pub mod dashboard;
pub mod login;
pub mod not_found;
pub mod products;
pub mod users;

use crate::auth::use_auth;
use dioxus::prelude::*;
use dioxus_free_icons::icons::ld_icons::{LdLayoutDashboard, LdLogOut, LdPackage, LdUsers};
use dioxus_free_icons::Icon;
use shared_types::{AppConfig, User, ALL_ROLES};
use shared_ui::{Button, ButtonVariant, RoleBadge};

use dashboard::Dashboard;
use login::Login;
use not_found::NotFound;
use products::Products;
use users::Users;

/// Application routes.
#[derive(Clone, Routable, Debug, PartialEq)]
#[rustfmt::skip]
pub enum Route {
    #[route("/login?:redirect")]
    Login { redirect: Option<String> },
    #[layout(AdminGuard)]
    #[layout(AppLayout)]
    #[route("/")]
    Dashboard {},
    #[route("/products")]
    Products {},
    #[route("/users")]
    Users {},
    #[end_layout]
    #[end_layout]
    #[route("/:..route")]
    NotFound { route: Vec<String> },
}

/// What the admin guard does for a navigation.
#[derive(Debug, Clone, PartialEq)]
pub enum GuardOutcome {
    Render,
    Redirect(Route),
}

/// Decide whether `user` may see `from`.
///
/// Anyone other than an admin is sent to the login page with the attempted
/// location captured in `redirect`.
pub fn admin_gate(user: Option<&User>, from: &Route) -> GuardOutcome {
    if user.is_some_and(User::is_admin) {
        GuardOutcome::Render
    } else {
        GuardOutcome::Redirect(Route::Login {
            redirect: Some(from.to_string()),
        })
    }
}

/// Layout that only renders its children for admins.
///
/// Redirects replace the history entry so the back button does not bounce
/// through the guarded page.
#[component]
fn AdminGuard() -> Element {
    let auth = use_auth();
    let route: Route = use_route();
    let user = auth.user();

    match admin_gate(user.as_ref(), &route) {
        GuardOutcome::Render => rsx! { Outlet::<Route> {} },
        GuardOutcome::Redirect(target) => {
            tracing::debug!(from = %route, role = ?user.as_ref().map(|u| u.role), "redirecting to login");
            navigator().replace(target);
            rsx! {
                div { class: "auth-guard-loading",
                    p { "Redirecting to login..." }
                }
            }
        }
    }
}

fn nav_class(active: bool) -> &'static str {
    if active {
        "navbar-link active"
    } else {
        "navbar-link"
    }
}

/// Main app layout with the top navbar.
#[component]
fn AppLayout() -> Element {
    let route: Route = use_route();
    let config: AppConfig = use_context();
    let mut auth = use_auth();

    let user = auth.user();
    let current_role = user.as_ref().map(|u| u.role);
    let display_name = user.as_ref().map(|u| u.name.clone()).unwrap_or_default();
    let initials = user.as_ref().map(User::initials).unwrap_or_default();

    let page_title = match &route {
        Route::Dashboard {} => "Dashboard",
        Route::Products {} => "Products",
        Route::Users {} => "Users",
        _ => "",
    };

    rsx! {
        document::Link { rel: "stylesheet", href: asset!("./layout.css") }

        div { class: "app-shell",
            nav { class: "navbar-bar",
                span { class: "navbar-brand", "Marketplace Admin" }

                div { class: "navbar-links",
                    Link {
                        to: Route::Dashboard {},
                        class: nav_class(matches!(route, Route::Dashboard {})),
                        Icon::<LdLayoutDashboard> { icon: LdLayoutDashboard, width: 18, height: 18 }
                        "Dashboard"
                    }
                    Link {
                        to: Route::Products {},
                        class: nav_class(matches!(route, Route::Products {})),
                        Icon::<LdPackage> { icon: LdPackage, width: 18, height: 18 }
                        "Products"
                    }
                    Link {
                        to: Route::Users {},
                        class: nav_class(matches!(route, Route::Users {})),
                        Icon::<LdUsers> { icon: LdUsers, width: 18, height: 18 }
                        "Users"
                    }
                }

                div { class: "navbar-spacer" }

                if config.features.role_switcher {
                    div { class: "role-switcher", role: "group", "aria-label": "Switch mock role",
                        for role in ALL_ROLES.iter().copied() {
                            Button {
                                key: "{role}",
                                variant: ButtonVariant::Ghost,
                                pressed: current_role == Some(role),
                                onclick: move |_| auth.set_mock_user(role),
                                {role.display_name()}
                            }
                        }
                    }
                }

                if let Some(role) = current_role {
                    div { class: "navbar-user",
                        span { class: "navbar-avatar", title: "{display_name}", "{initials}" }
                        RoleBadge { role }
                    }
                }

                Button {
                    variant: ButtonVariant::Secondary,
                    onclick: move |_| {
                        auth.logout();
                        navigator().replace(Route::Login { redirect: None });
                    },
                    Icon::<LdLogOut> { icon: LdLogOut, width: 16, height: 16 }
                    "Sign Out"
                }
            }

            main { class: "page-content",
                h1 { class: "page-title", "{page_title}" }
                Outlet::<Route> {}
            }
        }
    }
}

————————

- Exercise details:
In the data above, retype exactly and only the lines between the one holding "pub enum Route" and the one holding "let current_role = user.as_ref().map(|u|", inclusive.

- Output of the exercise:
pub enum Route {
    #[route("/login?:redirect")]
    Login { redirect: Option<String> },
    #[layout(AdminGuard)]
    #[layout(AppLayout)]
    #[route("/")]
    Dashboard {},
    #[route("/products")]
    Products {},
    #[route("/users")]
    Users {},
    #[end_layout]
    #[end_layout]
    #[route("/:..route")]
    NotFound { route: Vec<String> },
}

/// What the admin guard does for a navigation.
#[derive(Debug, Clone, PartialEq)]
pub enum GuardOutcome {
    Render,
    Redirect(Route),
}

/// Decide whether `user` may see `from`.
///
/// Anyone other than an admin is sent to the login page with the attempted
/// location captured in `redirect`.
pub fn admin_gate(user: Option<&User>, from: &Route) -> GuardOutcome {
    if user.is_some_and(User::is_admin) {
        GuardOutcome::Render
    } else {
        GuardOutcome::Redirect(Route::Login {
            redirect: Some(from.to_string()),
        })
    }
}

/// Layout that only renders its children for admins.
///
/// Redirects replace the history entry so the back button does not bounce
/// through the guarded page.
#[component]
fn AdminGuard() -> Element {
    let auth = use_auth();
    let route: Route = use_route();
    let user = auth.user();

    match admin_gate(user.as_ref(), &route) {
        GuardOutcome::Render => rsx! { Outlet::<Route> {} },
        GuardOutcome::Redirect(target) => {
            tracing::debug!(from = %route, role = ?user.as_ref().map(|u| u.role), "redirecting to login");
            navigator().replace(target);
            rsx! {
                div { class: "auth-guard-loading",
                    p { "Redirecting to login..." }
                }
            }
        }
    }
}

fn nav_class(active: bool) -> &'static str {
    if active {
        "navbar-link active"
    } else {
        "navbar-link"
    }
}

/// Main app layout with the top navbar.
#[component]
fn AppLayout() -> Element {
    let route: Route = use_route();
    let config: AppConfig = use_context();
    let mut auth = use_auth();

    let user = auth.user();
    let current_role = user.as_ref().map(|u| u.role);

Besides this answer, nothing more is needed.